How much cold your pet can tolerate depends on her size and the thickness of her coat, among other factors. Watch your dog for signs of discomfort. Is she shivering? Whining? She's probably cold. Get her inside, and have her fitted for a coat that covers her back and abdomen. Use dog bootees to guard against injury: Snow and ice can cut the pads of dogs' feet, and salt can cause painful stinging. Antifreeze is also a risk; the substance is toxic, and licking it off can harm pets. If you don't outfit her with shoes, wipe her paw pads well when you get home. And remember, pets lose most of their body heat from the bottoms of their feet, their ears, and their respiratory tract. So even a well-dressed pup will catch a chill if she stays outside too long.

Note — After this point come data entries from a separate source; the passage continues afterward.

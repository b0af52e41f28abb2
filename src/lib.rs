// -- Lint policy ---------------------------------------------------------
// This is the single source of truth for crate-wide lints.

// Broad lint groups
#![deny(clippy::all)]
#![deny(clippy::pedantic)]
#![deny(clippy::nursery)]
// Documentation
#![deny(missing_docs)]
#![deny(rustdoc::broken_intra_doc_links)]
#![deny(rustdoc::bare_urls)]
// No panicking in library code
#![deny(clippy::unwrap_used)]
#![deny(clippy::expect_used)]
#![deny(clippy::panic)]
#![deny(clippy::todo)]
#![deny(clippy::unimplemented)]
// No debug/print artifacts
#![deny(clippy::dbg_macro)]
#![deny(clippy::print_stdout)]
#![deny(clippy::print_stderr)]
// Import hygiene
#![deny(clippy::wildcard_imports)]
// String hygiene
#![deny(clippy::str_to_string)]
// DOM metrics are i32/usize; the casts are intentional and safe
#![allow(clippy::cast_precision_loss)]
#![allow(clippy::cast_lossless)]
// Float comparison: thresholds and defaults compare against exact literals
#![allow(clippy::float_cmp)]

//! Scroll-reveal and navigation effects for static pages, compiled to
//! WebAssembly.
//!
//! Once the page's DOM is ready, [`run`] wires up five independent
//! routines, in order:
//!
//! 1. Reveal-on-scroll animation for `.reveal-content` elements
//!    ([`reveal`]), driven by GSAP when present.
//! 2. A `nav-scrolled` class toggle on `.nav-container` ([`nav`]).
//! 3. Smooth scrolling for same-page anchor links ([`anchors`]).
//! 4. Hover pause/resume for the `.tech-scroll` strip ([`marquee`]).
//! 5. Staggered reveal for `.project-card` elements ([`cards`]).
//!
//! The routines share no state. Both external collaborators — the GSAP
//! animation library and `IntersectionObserver` — are optional; their
//! absence selects documented degraded paths ([`capability`]), never an
//! error. Selectors and timings are configurable via JSON
//! ([`run_with_config`]).

pub mod anchors;
pub mod animator;
pub mod capability;
pub mod cards;
pub mod dom;
pub mod error;
pub mod gsap;
pub mod marquee;
pub mod nav;
pub mod options;
pub mod reveal;
pub mod util;

use std::sync::atomic::{AtomicBool, Ordering};

use wasm_bindgen::prelude::wasm_bindgen;

use crate::animator::Animator;
use crate::capability::Capabilities;
use crate::error::UnveilError;
use crate::gsap::Gsap;
use crate::options::Options;

static STARTED: AtomicBool = AtomicBool::new(false);

/// Module load hook: install the panic hook and console logging. Setup
/// itself is driven by [`run`] / [`run_with_config`] so host pages can
/// pass configuration first.
#[wasm_bindgen(start)]
pub fn start() {
    console_error_panic_hook::set_once();
    // Err means the host already installed a logger; keep going.
    let _ = console_log::init_with_level(log::Level::Debug);
}

/// Run all setup routines with default options once the DOM is ready.
/// Repeat calls are ignored.
#[wasm_bindgen]
pub fn run() {
    run_with(Options::default());
}

/// Like [`run`], with JSON configuration overrides (see
/// [`options::Options`]). Invalid JSON logs a warning and falls back to
/// defaults.
#[wasm_bindgen(js_name = runWithConfig)]
pub fn run_with_config(json: &str) {
    let options = match Options::from_json(json) {
        Ok(options) => options,
        Err(e) => {
            log::warn!("invalid configuration JSON ({e}); using defaults");
            Options::default()
        }
    };
    run_with(options);
}

fn run_with(options: Options) {
    if STARTED.swap(true, Ordering::Relaxed) {
        log::warn!("already initialized; ignoring repeat call");
        return;
    }
    if let Err(e) = when_ready(options) {
        log::error!("setup failed: {e}");
    }
}

/// Defer setup until `DOMContentLoaded` if the document is still
/// loading, otherwise run immediately.
fn when_ready(options: Options) -> Result<(), UnveilError> {
    let window = dom::window()?;
    let document = dom::document(&window)?;
    if document.ready_state() == "loading" {
        dom::listen(&document, "DOMContentLoaded", move |_| {
            if let Err(e) = setup(&options) {
                log::error!("setup failed: {e}");
            }
        })
    } else {
        setup(&options)
    }
}

/// Run the five setup routines in order. A failure in one routine is
/// logged and never stops the others.
fn setup(options: &Options) -> Result<(), UnveilError> {
    let window = dom::window()?;
    let document = dom::document(&window)?;

    let handle = Gsap::detect(&window);
    let caps = Capabilities::resolve(&window, handle.as_ref());
    log::debug!(
        "capabilities: animation={}, observer={}",
        caps.animation,
        caps.observer
    );
    let animator = Animator::new(handle, &options.reveal);

    report(
        reveal::setup(&document, &options.reveal, animator, caps.observer),
        "reveal",
    );
    report(nav::setup(&window, &document, &options.nav), "nav");
    report(anchors::setup(&window, &document, &options.nav), "anchors");
    report(marquee::setup(&document, &options.marquee), "marquee");
    report(
        cards::setup(&window, &document, &options.cards, caps.observer),
        "cards",
    );
    Ok(())
}

fn report(result: Result<(), UnveilError>, routine: &str) {
    if let Err(e) = result {
        log::error!("{routine} setup failed: {e}");
    }
}
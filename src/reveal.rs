//! Reveal-on-visibility controller for marked content elements.
//!
//! Each element is revealed at most once: the first qualifying
//! intersection invokes the animator, then the element is unobserved.
//! Without `IntersectionObserver`, all elements reveal immediately in
//! document order with a small per-index stagger.

use js_sys::Array;
use wasm_bindgen::closure::Closure;
use wasm_bindgen::{JsCast, JsValue};
use web_sys::{
    Document, HtmlElement, IntersectionObserver, IntersectionObserverEntry,
    IntersectionObserverInit,
};

use crate::animator::Animator;
use crate::dom;
use crate::error::UnveilError;
use crate::options::RevealOptions;
use crate::util;

/// Wire up reveal-on-scroll for all elements matching the configured
/// selector.
pub fn setup(
    document: &Document,
    options: &RevealOptions,
    animator: Animator,
    observer_available: bool,
) -> Result<(), UnveilError> {
    let elements = dom::query_all(document, &options.selector)?;
    if elements.is_empty() {
        return Ok(());
    }

    // Degraded pass: without the animation library everything becomes
    // visible up front, before any observation happens.
    if !animator.has_animation() {
        log::warn!(
            "GSAP not found; revealing {} elements without animation",
            elements.len()
        );
        for el in &elements {
            dom::force_visible(el);
        }
    }

    if observer_available {
        observe(&elements, options, animator)
    } else {
        log::warn!(
            "IntersectionObserver not supported; revealing all marked \
             elements immediately"
        );
        for (index, el) in elements.iter().enumerate() {
            animator
                .reveal(el, fallback_delay(index, options.fallback_stagger_secs));
        }
        Ok(())
    }
}

fn observe(
    elements: &[HtmlElement],
    options: &RevealOptions,
    animator: Animator,
) -> Result<(), UnveilError> {
    let attribute = options.delay_attribute.clone();
    let callback = Closure::<dyn FnMut(Array, IntersectionObserver)>::new(
        move |entries: Array, observer: IntersectionObserver| {
            for entry in entries.iter() {
                let Ok(entry) = entry.dyn_into::<IntersectionObserverEntry>()
                else {
                    continue;
                };
                if !entry.is_intersecting() {
                    continue;
                }
                let target = entry.target();
                let delay = util::parse_delay(
                    target.get_attribute(&attribute).as_deref(),
                );
                if let Ok(el) = target.clone().dyn_into::<HtmlElement>() {
                    animator.reveal(&el, delay);
                }
                // One-shot: never re-triggered for this element.
                observer.unobserve(&target);
            }
        },
    );

    let init = IntersectionObserverInit::new();
    init.set_threshold(&JsValue::from_f64(options.threshold));
    let observer = IntersectionObserver::new_with_options(
        callback.as_ref().unchecked_ref(),
        &init,
    )?;
    for el in elements {
        observer.observe(el);
    }
    callback.forget();
    Ok(())
}

/// Delay for the `index`-th element on the no-observer path, so
/// elements still appear to reveal in a staggered sequence.
#[must_use]
pub const fn fallback_delay(index: usize, step_secs: f64) -> f64 {
    index as f64 * step_secs
}

#[cfg(test)]
mod tests {
    use super::*;

    #[test]
    fn fallback_delays_are_strictly_increasing() {
        let delays: Vec<f64> =
            (0..5).map(|i| fallback_delay(i, 0.1)).collect();
        assert_eq!(delays[0], 0.0);
        for pair in delays.windows(2) {
            assert!(pair[0] < pair[1]);
        }
    }

    #[test]
    fn fallback_delay_scales_with_step() {
        assert_eq!(fallback_delay(0, 0.1), 0.0);
        assert_eq!(fallback_delay(1, 0.1), 0.1);
        assert_eq!(fallback_delay(4, 0.25), 1.0);
    }
}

For starters, have your pets' nails trimmed regularly. Beyond this, techniques differ, depending on whether the culprit is a dog or a cat. Dogs often scratch doors to let you know they want to go outside or into another room. Cover the area with a Plexiglas sheet as wide as the door and as tall as the space from floor to doorknob. Then provide an alternate way for your dog to signal you, such as a jingle bell hung from the doorknob. Show him how to nudge the bell, and open the door quickly when he rings it; do not respond to scratching. After the new behavior has set in, remove the Plexiglas. For cats, spray the scratching spot with a pet repellent, or cover it with an unappealing texture, like double-sided tape. Place a scratching post nearby. As the cat begins to use it, gradually move it farther away from its original location. Eventually you will be able to remove the tape and stop spraying.